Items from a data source
= = = =

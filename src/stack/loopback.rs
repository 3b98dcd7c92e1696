//! In-memory IP stack.
//!
//! [`Loopback`] implements [`Stack`] without any real network, everything
//! sent to one of its interfaces is delivered back to it. It's meant for
//! testing the BSD layer and for applications that only talk to themselves.
//!
//! Interface 0 is always the loopback interface (`127.0.0.1`), additional
//! interfaces can be added using [`Loopback::with_interfaces`]. Packets sent
//! to any address that's not local are silently dropped, connection attempts
//! to such addresses are never answered.
//!
//! Notifications are delivered from a background thread (the "IP thread"),
//! never from within one of the [`Stack`] methods. Use [`Loopback::flush`] to
//! wait until all notifications are delivered.

use std::collections::{HashMap, VecDeque};
use std::net::IpAddr;
use std::sync::mpsc::{self, Receiver, Sender};
use std::sync::{Arc, Condvar, Mutex, MutexGuard, PoisonError, Weak};
use std::{fmt, io, thread};

use crate::stack::{
    Callbacks, Datagram, IpAddress, LinkFrame, NativeSocket, RawPacket, Segment, Stack, Status, TcpState,
};

/// Maximum number of unread bytes a TCP socket accepts.
const WINDOW: usize = 65535;
/// Maximum number of unread datagrams per UDP socket.
const UDP_QUEUE: usize = 16;
/// Largest UDP payload.
const MAX_DATAGRAM: usize = 65507;
const FIRST_EPHEMERAL_PORT: u16 = 49152;
const LOCALHOST: IpAddress = IpAddress::V4(0x7f00_0001);

/// In-memory IP stack, see the [module documentation](self).
pub struct Loopback {
    shared: Arc<Shared>,
    /// Dropping this stops the IP thread.
    events: Sender<Event>,
}

/// State shared with the IP thread.
struct Shared {
    inner: Mutex<Inner>,
    callbacks: Mutex<Option<Weak<dyn Callbacks>>>,
    /// Number of events posted, but not yet processed.
    pending: Mutex<usize>,
    idle: Condvar,
}

struct Inner {
    interfaces: Vec<IpAddress>,
    sockets: HashMap<u32, Native>,
    next_socket: u32,
    /// Bound TCP client ports.
    tcp_ports: HashMap<u16, u32>,
    udp_ports: HashMap<u16, u32>,
    listeners: HashMap<u16, Listener>,
    next_port: u16,
    unclaimed_packets: usize,
    dropped_datagrams: usize,
}

struct Native {
    reserved: Option<usize>,
    protocol: Protocol,
}

enum Protocol {
    Tcp(Tcp),
    Udp(Udp),
}

struct Tcp {
    state: TcpState,
    /// Zero if not bound.
    port: u16,
    local: Option<(IpAddress, usize)>,
    peer: Option<(IpAddress, u16)>,
    /// Native socket at the other end of the connection.
    remote: Option<u32>,
    received: VecDeque<u8>,
}

struct Udp {
    port: Option<u16>,
    received: VecDeque<Datagram>,
}

struct Listener {
    /// Socket receiving the next connection.
    armed: Option<u32>,
    backlog: usize,
    /// Connection requests that arrived while no socket was armed.
    pending: VecDeque<Pending>,
}

struct Pending {
    client: u32,
    segment: Segment,
}

/// Work for the IP thread.
enum Event {
    /// Connection request from `client` arrived.
    Connect { client: u32, segment: Segment },
    /// Connection attempt of `client` got no answer.
    Timeout(u32),
    Established(u32),
    Receive(u32),
    Disconnect(u32),
    Udp {
        packet: RawPacket,
        port: u16,
        datagram: Datagram,
    },
    Raw(RawPacket),
    Link(LinkFrame),
}

impl Loopback {
    /// Create a stack with only the loopback interface.
    pub fn new() -> io::Result<Loopback> {
        Loopback::with_interfaces(Vec::new())
    }

    /// Create a stack with the loopback interface (interface 0) and an
    /// interface for each address in `addresses`.
    pub fn with_interfaces<I>(addresses: I) -> io::Result<Loopback>
    where
        I: IntoIterator<Item = IpAddr>,
    {
        let mut interfaces = vec![LOCALHOST];
        interfaces.extend(addresses.into_iter().map(IpAddress::from));
        let shared = Arc::new(Shared {
            inner: Mutex::new(Inner {
                interfaces,
                sockets: HashMap::new(),
                next_socket: 1,
                tcp_ports: HashMap::new(),
                udp_ports: HashMap::new(),
                listeners: HashMap::new(),
                next_port: FIRST_EPHEMERAL_PORT,
                unclaimed_packets: 0,
                dropped_datagrams: 0,
            }),
            callbacks: Mutex::new(None),
            pending: Mutex::new(0),
            idle: Condvar::new(),
        });
        let (events, receiver) = mpsc::channel();
        let thread_shared = shared.clone();
        // The thread stops once `events` is dropped.
        let _ = thread::Builder::new()
            .name("bsdsock-loopback".into())
            .spawn(move || thread_shared.run(receiver))?;
        Ok(Loopback { shared, events })
    }

    /// Block until all notifications are delivered.
    ///
    /// Notifications can trigger new notifications, e.g. an accepted
    /// connection arming a new listener, this waits until none are left.
    ///
    /// # Notes
    ///
    /// Must not be called from within a [`Callbacks`] method.
    pub fn flush(&self) {
        let mut pending = lock(&self.shared.pending);
        while *pending != 0 {
            pending = self.shared.idle.wait(pending).unwrap_or_else(PoisonError::into_inner);
        }
    }

    /// Number of raw packets and link frames no socket claimed.
    pub fn unclaimed_packets(&self) -> usize {
        self.inner().unclaimed_packets
    }

    /// Number of UDP datagrams dropped because no socket was bound to the
    /// port, or its queue was full.
    pub fn dropped_datagrams(&self) -> usize {
        self.inner().dropped_datagrams
    }

    fn inner(&self) -> MutexGuard<'_, Inner> {
        lock(&self.shared.inner)
    }

    fn post(&self, event: Event) {
        *lock(&self.shared.pending) += 1;
        if self.events.send(event).is_err() {
            log::error!("loopback IP thread stopped, dropping event");
            self.shared.done();
        }
    }
}

/// Lock `mutex`, ignoring poisoning.
fn lock<T>(mutex: &Mutex<T>) -> MutexGuard<'_, T> {
    mutex.lock().unwrap_or_else(PoisonError::into_inner)
}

= = = =

→ **Task goal**: Make an exact copy of every line from the one with "let _ = thread::Builder::new()" to the end of the data, with the first and last of those lines included.

→ **Written reply**:
        let _ = thread::Builder::new()
            .name("bsdsock-loopback".into())
            .spawn(move || thread_shared.run(receiver))?;
        Ok(Loopback { shared, events })
    }

    /// Block until all notifications are delivered.
    ///
    /// Notifications can trigger new notifications, e.g. an accepted
    /// connection arming a new listener, this waits until none are left.
    ///
    /// # Notes
    ///
    /// Must not be called from within a [`Callbacks`] method.
    pub fn flush(&self) {
        let mut pending = lock(&self.shared.pending);
        while *pending != 0 {
            pending = self.shared.idle.wait(pending).unwrap_or_else(PoisonError::into_inner);
        }
    }

    /// Number of raw packets and link frames no socket claimed.
    pub fn unclaimed_packets(&self) -> usize {
        self.inner().unclaimed_packets
    }

    /// Number of UDP datagrams dropped because no socket was bound to the
    /// port, or its queue was full.
    pub fn dropped_datagrams(&self) -> usize {
        self.inner().dropped_datagrams
    }

    fn inner(&self) -> MutexGuard<'_, Inner> {
        lock(&self.shared.inner)
    }

    fn post(&self, event: Event) {
        *lock(&self.shared.pending) += 1;
        if self.events.send(event).is_err() {
            log::error!("loopback IP thread stopped, dropping event");
            self.shared.done();
        }
    }
}

/// Lock `mutex`, ignoring poisoning.
fn lock<T>(mutex: &Mutex<T>) -> MutexGuard<'_, T> {
    mutex.lock().unwrap_or_else(PoisonError::into_inner)
}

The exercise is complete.